_REQUIREMENT_
Throughout the records below, find each line holding "self" and copy it.

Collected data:
◆ ◆ ◆ ◆ ◆

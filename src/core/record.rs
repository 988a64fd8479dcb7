//! Data line parsing
//!
//! Splits a tab-delimited record into its fixed fields, the INFO mapping,
//! the FORMAT subfield list, and per-sample genotype mappings for the
//! resolved tumor and normal samples.
//!
//! A data line must carry exactly `9 + sample column count` fields, and
//! each genotype must carry exactly one value per FORMAT subfield. Either
//! violation is a structural mismatch that voids the whole conversion
//! rather than skipping the line: one malformed line means the file's
//! structure is suspect and partial output would be misleading.

use crate::core::error::RecordError;
use crate::core::header::{VcfHeader, FIXED_COLUMN_COUNT};
use crate::core::samples::SampleRoles;
use memchr::memchr;
use std::collections::HashMap;
use std::fmt;

/// One parsed data line
#[derive(Debug, Clone)]
pub struct VariantRecord {
    pub chrom: String,
    /// 1-based position
    pub pos: u64,
    pub id: String,
    pub ref_allele: String,
    /// Alternate allele string, kept verbatim (multi-allelic input is not split)
    pub alt_allele: String,
    pub qual: String,
    pub filter: String,
    /// INFO key/value mapping; bare flag tokens carry the value "1"
    pub info: HashMap<String, String>,
    /// FORMAT subfield names in declared order
    pub format: Vec<String>,
    /// Tumor genotype subfields, absent when the tumor column is missing
    pub tumor: Option<HashMap<String, String>>,
    /// Normal genotype subfields, absent when no matched normal column exists
    pub normal: Option<HashMap<String, String>>,
}

/// Structural disagreement between a data line and the header
#[derive(Debug, Clone, PartialEq, Eq)]
pub enum StructuralMismatch {
    /// Column count differs from the header-implied count
    ColumnCount {
        line_number: usize,
        expected: usize,
        found: usize,
    },
    /// Genotype value count differs from the FORMAT subfield count
    GenotypeArity {
        line_number: usize,
        sample: String,
        expected: usize,
        found: usize,
    },
}

impl fmt::Display for StructuralMismatch {
    fn fmt(&self, f: &mut fmt::Formatter<'_>) -> fmt::Result {
        match self {
            StructuralMismatch::ColumnCount {
                line_number,
                expected,
                found,
            } => write!(
                f,
                "line {}: expected {} columns, found {}",
                line_number, expected, found
            ),
            StructuralMismatch::GenotypeArity {
                line_number,
                sample,
                expected,
                found,
            } => write!(
                f,
                "line {}: sample {} has {} genotype values for {} FORMAT subfields",
                line_number, sample, found, expected
            ),
        }
    }
}

/// Outcome of parsing one data line
#[derive(Debug)]
pub enum LineOutcome {
    /// Structurally valid record
    Record(VariantRecord),
    /// Structural failure that voids the whole conversion
    Mismatch(StructuralMismatch),
}

/// Parse one data line against the header and resolved sample roles
pub fn parse_data_line(
    line: &str,
    line_number: usize,
    header: &VcfHeader,
    roles: &SampleRoles,
) -> Result<LineOutcome, RecordError> {
    let expected = FIXED_COLUMN_COUNT + header.sample_columns.len();
    let fields = split_fields(line, expected);

    if fields.len() != expected {
        return Ok(LineOutcome::Mismatch(StructuralMismatch::ColumnCount {
            line_number,
            expected,
            found: fields.len(),
        }));
    }

    let pos: u64 = fields[1].parse().map_err(|_| RecordError::InvalidPos {
        line: line_number,
        value: fields[1].to_string(),
    })?;

    let format: Vec<String> = fields[8].split(':').map(str::to_string).collect();

    let tumor = match sample_genotype(&fields, header, &format, &roles.tumor, line_number) {
        Ok(genotype) => genotype,
        Err(mismatch) => return Ok(LineOutcome::Mismatch(mismatch)),
    };
    let normal = match sample_genotype(&fields, header, &format, &roles.normal, line_number) {
        Ok(genotype) => genotype,
        Err(mismatch) => return Ok(LineOutcome::Mismatch(mismatch)),
    };

    Ok(LineOutcome::Record(VariantRecord {
        chrom: fields[0].to_string(),
        pos,
        id: fields[2].to_string(),
        ref_allele: fields[3].to_string(),
        alt_allele: fields[4].to_string(),
        qual: fields[5].to_string(),
        filter: fields[6].to_string(),
        info: parse_info(fields[7]),
        format,
        tumor,
        normal,
    }))
}

/// Split a line on tabs using memchr
fn split_fields(line: &str, expected: usize) -> Vec<&str> {
    let bytes = line.as_bytes();
    let mut fields = Vec::with_capacity(expected);
    let mut start = 0;

    loop {
        match memchr(b'\t', &bytes[start..]) {
            Some(offset) => {
                fields.push(&line[start..start + offset]);
                start += offset + 1;
            }
            None => {
                fields.push(&line[start..]);
                break;
            }
        }
    }
    fields
}

/// Parse the INFO column into a key/value mapping
///
/// Tokens without `=` are flags and carry the value "1", which is also
/// how flag presence surfaces in output rows. A literal `.` means empty.
fn parse_info(info: &str) -> HashMap<String, String> {
    let mut map = HashMap::new();
    if info == "." || info.is_empty() {
        return map;
    }
    for token in info.split(';') {
        if token.is_empty() {
            continue;
        }
        match token.split_once('=') {
            Some((key, value)) => {
                map.insert(key.to_string(), value.to_string());
            }
            None => {
                map.insert(token.to_string(), "1".to_string());
            }
        }
    }
    map
}

/// Build one sample's genotype mapping, looked up by column name
///
/// Returns `Ok(None)` when the name matches no sample column (e.g. the
/// NORMAL sentinel in a tumor-only file).
fn sample_genotype(
    fields: &[&str],
    header: &VcfHeader,
    format: &[String],
    name: &str,
    line_number: usize,
) -> Result<Option<HashMap<String, String>>, StructuralMismatch> {
    let Some(index) = header.sample_index(name) else {
        return Ok(None);
    };
    let raw = fields[FIXED_COLUMN_COUNT + index];
    let values: Vec<&str> = raw.split(':').collect();

    if values.len() != format.len() {
        return Err(StructuralMismatch::GenotypeArity {
            line_number,
            sample: name.to_string(),
            expected: format.len(),
            found: values.len(),
        });
    }

    Ok(Some(
        format
            .iter()
            .cloned()
            .zip(values.iter().map(|v| v.to_string()))
            .collect(),
    ))
}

◆ ◆ ◆ ◆ ◆

_RESPONSE TO THE TASK_
    fn fmt(&self, f: &mut fmt::Formatter<'_>) -> fmt::Result {
        match self {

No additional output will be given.